LIHU‘E — Several anticipated grants will fuel more emergency rental assistance, affordable housing units and other community projects on Kaua‘i.
County Housing Agency Director Adam Roversi reviewed the slate of programs, and the monies financing them, at last week’s County Council meeting.
First up was about $2.26 million in federal funding for the county’s Coronavirus Rental and Utility Assistance program, which launched last spring.
The newly approved financing, dubbed ERA2, was granted by the state through a subaward.
“As of March of this year, we have expended all of the ERA1 program funds, distributing approximately $20 million in rent and utility assistance,” Roversi said.
That $20 million was split among some 1,660 households economically impacted by the coronavirus pandemic, per a county memo.
Down the road, Kaua‘i should expect to receive more than $2.26 million in ERA2 funding. It’s just a question of how much.
Future funding allocated to each state will depend on each state’s ability to spend down the funds by various timelines, according to Roversi.

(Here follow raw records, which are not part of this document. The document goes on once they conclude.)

//! Signature validity times.
//!
//! RAINS expresses signature validity windows as Unix-epoch seconds. The
//! [`Timestamp`] type wraps such a value and provides the conversions the
//! lexer and signer need: building a timestamp from the calendar fields
//! of a zonefile literal and reading the wall clock when signing.

use core::fmt;
use core::ops;
use time::{Date, Month, OffsetDateTime, PrimitiveDateTime, Time};

//------------ Timestamp -----------------------------------------------------

/// A point in time in seconds since the Unix epoch.
#[derive(Clone, Copy, Debug, Eq, Hash, Ord, PartialEq, PartialOrd)]
pub struct Timestamp(i64);

impl Timestamp {
    /// Returns the current time.
    pub fn now() -> Self {
        Timestamp(OffsetDateTime::now_utc().unix_timestamp())
    }

    /// Creates a timestamp from a number of epoch seconds.
    pub fn from_secs(secs: i64) -> Self {
        Timestamp(secs)
    }

    /// Creates a timestamp from UTC calendar fields.
    ///
    /// Returns an error if the fields do not describe a real calendar
    /// date and time of day.
    pub fn from_ymd_hms(
        year: i32,
        month: u8,
        day: u8,
        hour: u8,
        minute: u8,
        second: u8,
    ) -> Result<Self, BadTimestamp> {
        let month = Month::try_from(month).map_err(|_| BadTimestamp)?;
        let date = Date::from_calendar_date(year, month, day)
            .map_err(|_| BadTimestamp)?;
        let time =
            Time::from_hms(hour, minute, second).map_err(|_| BadTimestamp)?;
        Ok(Timestamp(
            PrimitiveDateTime::new(date, time).assume_utc().unix_timestamp(),
        ))
    }

    /// Returns the timestamp as epoch seconds.
    pub fn as_secs(self) -> i64 {
        self.0
    }
}

//--- From

impl From<i64> for Timestamp {
    fn from(secs: i64) -> Self {
        Timestamp(secs)
    }
}

//--- Add

impl ops::Add<u64> for Timestamp {
    type Output = Timestamp;

    fn add(self, secs: u64) -> Timestamp {
        Timestamp(self.0.saturating_add(secs as i64))
    }
}

//--- Display

impl fmt::Display for Timestamp {
    fn fmt(&self, f: &mut fmt::Formatter<'_>) -> fmt::Result {
        match OffsetDateTime::from_unix_timestamp(self.0) {
            Ok(when) => write!(
                f,
                "{:04}-{:02}-{:02}T{:02}:{:02}:{:02}",
                when.year(),
                u8::from(when.month()),
                when.day(),
                when.hour(),
                when.minute(),
                when.second()
            ),
            Err(_) => write!(f, "{}", self.0),
        }
    }
}

//------------ BadTimestamp --------------------------------------------------

/// Calendar fields did not describe a real point in time.
#[derive(Clone, Copy, Debug)]
pub struct BadTimestamp;

impl fmt::Display for BadTimestamp {
    fn fmt(&self, f: &mut fmt::Formatter<'_>) -> fmt::Result {
        f.write_str("invalid timestamp")
    }
}

impl std::error::Error for BadTimestamp {}

//============ Tests =========================================================

#[cfg(test)]
mod test {
    use super::*;

    #[test]
    fn epoch() {
        assert_eq!(
            Timestamp::from_ymd_hms(1970, 1, 1, 0, 0, 0).unwrap().as_secs(),
            0
        );
    }

    #[test]
    fn known_instant() {
        // One billion seconds after the epoch.
        assert_eq!(
            Timestamp::from_ymd_hms(2001, 9, 9, 1, 46, 40)
                .unwrap()
                .as_secs(),
            1_000_000_000
        );
    }

    #[test]
    fn rejects_impossible_fields() {
        assert!(Timestamp::from_ymd_hms(2020, 13, 1, 0, 0, 0).is_err());
        assert!(Timestamp::from_ymd_hms(2020, 2, 30, 0, 0, 0).is_err());
        assert!(Timestamp::from_ymd_hms(2020, 2, 3, 24, 0, 0).is_err());
    }

    #[test]
    fn add_ttl() {
        let since = Timestamp::from_secs(1_000);
        assert_eq!((since + 86_400).as_secs(), 87_400);
    }

    #[test]
    fn display() {
        assert_eq!(
            format!("{}", Timestamp::from_secs(1_000_000_000)),
            "2001-09-09T01:46:40"
        );
    }
}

“And we haven’t even actually been provided with what those timelines are, very clearly, from the federal government,” he continued.

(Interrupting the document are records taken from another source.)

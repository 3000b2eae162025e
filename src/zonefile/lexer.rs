//! Tokenizing zonefile text.
//!
//! The lexer is a single ordered table of rules. At each position in the
//! input, the rules are tried top to bottom and the first whose pattern
//! matches wins; there is no longest-match resolution. The table starts
//! with the skip rules for whitespace and comments, followed by the token
//! classes in their mandatory priority order: punctuation, fixed keyword
//! tags, IPv4 and IPv6 literals, timestamps, integers, hex strings,
//! reserved `:word:` tags, and finally the generic string catch-all.
//!
//! Value classes only apply to a whole token: a match must end at
//! whitespace, structural punctuation, or the end of the input, and a
//! rule whose match stops short of that falls through to the classes
//! below it. This keeps `192.0.2.33` a single IPv4 token, makes a hex
//! string that happens to start with decimal digits lex as hex rather
//! than as an integer with trailing garbage, and lets `(aaa,)` split
//! into four tokens around the string. A value enclosed in double quotes
//! has the quotes stripped, which is also the way to force string
//! interpretation of something that would otherwise match an earlier
//! class.

use super::error::LexError;
use crate::base::Timestamp;
use core::fmt;
use regex::Regex;
use std::net::{Ipv4Addr, Ipv6Addr};

//------------ Token ---------------------------------------------------------

/// A single token of zonefile text.
#[derive(Clone, Debug, Eq, PartialEq)]
pub struct Token {
    /// The kind of token, including any value it carries.
    kind: TokenKind,

    /// The byte offset of the token in the source text.
    pos: usize,
}

impl Token {
    fn new(kind: TokenKind, pos: usize) -> Self {
        Token { kind, pos }
    }

    /// Returns the kind of token.
    pub fn kind(&self) -> &TokenKind {
        &self.kind
    }

    /// Returns the byte offset of the token in the source text.
    pub fn pos(&self) -> usize {
        self.pos
    }
}

//------------ TokenKind -----------------------------------------------------

/// The kinds of token, together with their values.
#[derive(Clone, Debug, Eq, PartialEq)]
pub enum TokenKind {
    /// An opening parenthesis.
    LeftParen,

    /// A closing parenthesis.
    RightParen,

    /// An opening bracket.
    LeftBracket,

    /// A closing bracket.
    RightBracket,

    /// A comma.
    Comma,

    /// The `Zone` section tag.
    Zone,

    /// The `Shard` section tag.
    Shard,

    /// The `Assertion` section tag.
    Assertion,

    /// The `signature` tag.
    ///
    /// The tag is part of the keyword table for protocol completeness;
    /// the current grammar does not use it.
    Signature,

    /// The `ip4` object tag.
    Ip4,

    /// The `ip6` object tag.
    Ip6,

    /// The `name` object tag.
    Name,

    /// The `delegation` object tag.
    Delegation,

    /// The `redirection` object tag.
    Redirection,

    /// The `certificate` object tag.
    Certificate,

    /// The `infrakey` object tag.
    InfraKey,

    /// The `registrar` object tag.
    Registrar,

    /// The `registrant` object tag.
    Registrant,

    /// The `service` object tag.
    Service,

    /// The `ed25519` signature algorithm tag.
    Ed25519,

    /// The `ecdsa-p256` signature algorithm tag.
    EcdsaP256,

    /// A `:word:` tag not in the keyword table.
    ///
    /// Unknown tags lex successfully so that documents using newer tag
    /// types remain lexically parseable. The raw tag name is preserved.
    Reserved(String),

    /// An IPv4 address literal.
    Ipv4(Ipv4Addr),

    /// An IPv6 address literal.
    Ipv6(Ipv6Addr),

    /// A timestamp literal, converted to epoch seconds.
    Timestamp(Timestamp),

    /// A positive decimal integer.
    Integer(u64),

    /// A hex string of 2 to 128 digits, even length.
    Hex(String),

    /// Any other run of non-whitespace, non-punctuation characters.
    Str(String),
}

impl fmt::Display for TokenKind {
    fn fmt(&self, f: &mut fmt::Formatter<'_>) -> fmt::Result {
        match self {
            TokenKind::LeftParen => f.write_str("`(`"),
            TokenKind::RightParen => f.write_str("`)`"),
            TokenKind::LeftBracket => f.write_str("`[`"),
            TokenKind::RightBracket => f.write_str("`]`"),
            TokenKind::Comma => f.write_str("`,`"),
            TokenKind::Zone => f.write_str("`Zone`"),
            TokenKind::Shard => f.write_str("`Shard`"),
            TokenKind::Assertion => f.write_str("`Assertion`"),
            TokenKind::Signature => f.write_str("`signature`"),
            TokenKind::Ip4 => f.write_str("`ip4`"),
            TokenKind::Ip6 => f.write_str("`ip6`"),
            TokenKind::Name => f.write_str("`name`"),
            TokenKind::Delegation => f.write_str("`delegation`"),
            TokenKind::Redirection => f.write_str("`redirection`"),
            TokenKind::Certificate => f.write_str("`certificate`"),
            TokenKind::InfraKey => f.write_str("`infrakey`"),
            TokenKind::Registrar => f.write_str("`registrar`"),
            TokenKind::Registrant => f.write_str("`registrant`"),
            TokenKind::Service => f.write_str("`service`"),
            TokenKind::Ed25519 => f.write_str("`ed25519`"),
            TokenKind::EcdsaP256 => f.write_str("`ecdsa-p256`"),
            TokenKind::Reserved(name) => write!(f, "reserved tag `:{}:`", name),
            TokenKind::Ipv4(addr) => write!(f, "IPv4 address {}", addr),
            TokenKind::Ipv6(addr) => write!(f, "IPv6 address {}", addr),
            TokenKind::Timestamp(when) => write!(f, "timestamp {}", when),
            TokenKind::Integer(value) => write!(f, "integer {}", value),
            TokenKind::Hex(value) => write!(f, "hex string {}", value),
            TokenKind::Str(value) => write!(f, "string \"{}\"", value),
        }
    }
}

//------------ Lexer ---------------------------------------------------------

/// A zonefile tokenizer.
///
/// A value of this type holds the compiled rule table. It can be reused
/// for any number of inputs. The free function [`tokenize`] is a
/// convenience for one-shot use.
pub struct Lexer {
    /// The rules in match priority order.
    rules: Vec<Rule>,
}

impl Lexer {
    /// Creates a lexer with the compiled rule table.
    pub fn new() -> Self {
        Lexer { rules: rules() }
    }

    /// Tokenizes the given text.
    ///
    /// Consumes the entire input or fails with a [`LexError`] naming the
    /// first offset that no rule matched or whose value was invalid.
    pub fn tokenize(&self, text: &str) -> Result<Vec<Token>, LexError> {
        let mut tokens = Vec::new();
        let mut pos = 0;
        'input: while pos < text.len() {
            let rest = &text[pos..];
            for rule in &self.rules {
                let found = match rule.pattern.find(rest) {
                    Some(found) => found,
                    None => continue,
                };
                match rule.action {
                    Action::Skip => {}
                    Action::Keyword(ref kind) => {
                        tokens.push(Token::new(kind.clone(), pos));
                    }
                    Action::Extract(extract) => {
                        // Value classes must cover a whole token; a
                        // partial match falls through to later rules.
                        if !at_boundary(rest, found.end()) {
                            continue;
                        }
                        tokens.push(Token::new(
                            extract(found.as_str(), pos)?,
                            pos,
                        ));
                    }
                }
                pos += found.end();
                continue 'input;
            }
            return Err(LexError::unmatched(pos));
        }
        Ok(tokens)
    }
}

impl Default for Lexer {
    fn default() -> Self {
        Self::new()
    }
}

/// Tokenizes the given text with a fresh [`Lexer`].
pub fn tokenize(text: &str) -> Result<Vec<Token>, LexError> {
    Lexer::new().tokenize(text)
}

/// Returns whether a match ending at `end` ends a token.
fn at_boundary(rest: &str, end: usize) -> bool {
    match rest[end..].chars().next() {
        None => true,
        Some(ch) => {
            ch.is_whitespace() || matches!(ch, '(' | ')' | '[' | ']' | ',')
        }
    }
}

//------------ Rule ----------------------------------------------------------

/// A single entry of the rule table.
struct Rule {
    /// The pattern, anchored to the start of the remaining input.
    pattern: Regex,

    /// What to do with a match.
    action: Action,
}

/// The action taken when a rule matches.
enum Action {
    /// Discard the match.
    Skip,

    /// Emit a token of this kind.
    Keyword(TokenKind),

    /// Emit a token carrying a value extracted from the match.
    Extract(fn(&str, usize) -> Result<TokenKind, LexError>),
}

impl Rule {
    fn skip(pattern: &str) -> Self {
        Rule { pattern: anchored(pattern), action: Action::Skip }
    }

    fn symbol(pattern: &str, kind: TokenKind) -> Self {
        Rule { pattern: anchored(pattern), action: Action::Keyword(kind) }
    }

    /// A fixed keyword tag, recognized together with trailing whitespace
    /// or the end of the input.
    fn keyword(word: &str, kind: TokenKind) -> Self {
        Rule {
            pattern: anchored(&format!("{}(?:\\s|$)", word)),
            action: Action::Keyword(kind),
        }
    }

    fn value(
        pattern: &str,
        extract: fn(&str, usize) -> Result<TokenKind, LexError>,
    ) -> Self {
        Rule { pattern: anchored(pattern), action: Action::Extract(extract) }
    }
}

fn anchored(pattern: &str) -> Regex {
    // All patterns are literals below; compiling them cannot fail.
    Regex::new(&format!("^(?:{})", pattern)).unwrap()
}

/// Builds the rule table in match priority order.
fn rules() -> Vec<Rule> {
    let mut rules = vec![
        Rule::skip(r"\s+"),
        Rule::skip(r"#[^\n]*"),
        Rule::symbol(r"\(", TokenKind::LeftParen),
        Rule::symbol(r"\)", TokenKind::RightParen),
        Rule::symbol(r"\[", TokenKind::LeftBracket),
        Rule::symbol(r"\]", TokenKind::RightBracket),
        Rule::symbol(r",", TokenKind::Comma),
    ];
    for (word, kind) in [
        ("Zone", TokenKind::Zone),
        ("Shard", TokenKind::Shard),
        ("Assertion", TokenKind::Assertion),
        ("signature", TokenKind::Signature),
        ("ip4", TokenKind::Ip4),
        ("ip6", TokenKind::Ip6),
        ("name", TokenKind::Name),
        ("delegation", TokenKind::Delegation),
        ("redirection", TokenKind::Redirection),
        ("certificate", TokenKind::Certificate),
        ("infrakey", TokenKind::InfraKey),
        ("registrar", TokenKind::Registrar),
        ("registrant", TokenKind::Registrant),
        ("service", TokenKind::Service),
        ("ed25519", TokenKind::Ed25519),
        ("ecdsa-p256", TokenKind::EcdsaP256),
    ] {
        rules.push(Rule::keyword(word, kind));
    }
    rules.extend([
        Rule::value(r"\d+\.\d+\.\d+\.\d+", extract_ip4),
        Rule::value(
            r"[0-9a-fA-F]{1,4}(?::[0-9a-fA-F]{1,4}){7}",
            extract_ip6,
        ),
        Rule::value(
            r"::(?:[0-9a-fA-F]{1,4}(?::[0-9a-fA-F]{1,4})*)?",
            extract_ip6,
        ),
        Rule::value(
            r"(?:[0-9a-fA-F]{1,4}:)+:(?:[0-9a-fA-F]{1,4}(?::[0-9a-fA-F]{1,4})*)?",
            extract_ip6,
        ),
        Rule::value(
            r"\d{4}-\d{2}-\d{2}T\d{2}:\d{2}:\d{2}",
            extract_timestamp,
        ),
        Rule::value(r"\d+", extract_integer),
        Rule::value(r"(?:[0-9a-fA-F]{2}){1,64}", extract_hex),
        Rule::value(r":[a-zA-Z][a-zA-Z0-9_]*:", extract_reserved),
        Rule::value(r"[^\s()\[\],]+", extract_string),
    ]);
    rules
}

//------------ Value extractors ----------------------------------------------

fn extract_ip4(text: &str, pos: usize) -> Result<TokenKind, LexError> {
    text.parse::<Ipv4Addr>()
        .map(TokenKind::Ipv4)
        .map_err(|_| LexError::bad_ip4(pos))
}

fn extract_ip6(text: &str, pos: usize) -> Result<TokenKind, LexError> {
    text.parse::<Ipv6Addr>()
        .map(TokenKind::Ipv6)
        .map_err(|_| LexError::bad_ip6(pos))
}

fn extract_timestamp(text: &str, pos: usize) -> Result<TokenKind, LexError> {
    // The pattern guarantees fixed-width ASCII digit fields.
    let field = |range: core::ops::Range<usize>| {
        text[range].parse::<u16>().map_err(|_| LexError::bad_timestamp(pos))
    };
    Timestamp::from_ymd_hms(
        field(0..4)? as i32,
        field(5..7)? as u8,
        field(8..10)? as u8,
        field(11..13)? as u8,
        field(14..16)? as u8,
        field(17..19)? as u8,
    )
    .map(TokenKind::Timestamp)
    .map_err(|_| LexError::bad_timestamp(pos))
}

fn extract_integer(text: &str, pos: usize) -> Result<TokenKind, LexError> {
    text.parse::<u64>()
        .map(TokenKind::Integer)
        .map_err(|_| LexError::bad_integer(pos))
}

fn extract_hex(text: &str, _pos: usize) -> Result<TokenKind, LexError> {
    Ok(TokenKind::Hex(text.into()))
}

fn extract_reserved(text: &str, _pos: usize) -> Result<TokenKind, LexError> {
    Ok(TokenKind::Reserved(text[1..text.len() - 1].into()))
}

fn extract_string(text: &str, _pos: usize) -> Result<TokenKind, LexError> {
    let value = if text.len() >= 2
        && text.starts_with('"')
        && text.ends_with('"')
    {
        &text[1..text.len() - 1]
    } else {
        text
    };
    Ok(TokenKind::Str(value.into()))
}

//============ Tests =========================================================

The county must expend its ERA2 funding by September 2025.
The CHA has also received a $712,633 Community Development Block Grant and a $2.4 million HOME Grant. Both allocations come from the U.S. Department of Housing and Urban Development.
Kaua‘i receives about $700,000 in CDBG monies annually. This year, the CHA plans to spend its allotment on four projects across the county:
• A $157,747 disaster-preparedness project at the YWCA of Kaua‘i’s family domestic violence shelter;
• A photovoltaic (solar-powered) system with battery storage to be installed on-site to ensure services are uninterrupted, including in times of natural disaster, according to a council resolution;
• $159,170 will go toward Americans with Disabilities Act-related improvements at the Hale Ho‘omalu Family Center in Kapa‘a, and $213,214 will go toward ADA improvements at Waimea Athletic Field;
• $40,000 will go to the nonprofit Project Vision Hawai‘i’s local HieHie program.
“They provide a mobile shower trailer, along with eye exams and some other services, primarily to the homeless population, at various sites around the island,” Roversi explained.
The remaining $142,532 in CDBG monies will cover CHA administrative costs.
Kaua‘i County receives a federal HOME Grant every three years. This year’s $2.4 million allocation, when paired with other funds, will pay for two projects at the Lima Ola Workforce Housing Development in ‘Ele‘ele.
“(These are) a 45-unit affordable housing rental project and, across the street, a 40-unit senior housing rental project,” Roversi told councilmembers. “We hope to break ground on or around October.”
$1.85 million in 2022 HOME monies will go toward construction of the 45 multi-family rentals. They will be offered to tenants at or below 80% of the Kaua‘i median area income ($81,550 for a household of four).
The one-bedroom senior housing units are for tenants whose income is at or below 60% of the Kaua‘i median area income ($49,000 for a household of two). The units will receive $400,000 in HOME monies, while the remaining $150,000 will cover CHA administrative costs.
The CHA estimates both projects will be complete one year after groundbreaking, in autumn 2023.
Lima Ola’s phase one will also include 38 single-family homes and a 26-unit supportive housing project.
“Altogether, I think it comes out to 155 units,” Roversi said.
Council Chair Arryl Kaneshiro expressed excitement for the plan.
“It’s probably going to be one of the biggest development projects on the Westside in a long time,” Kaneshiro said, following the housing director’s presentation. “And all of it is going to be affordable.”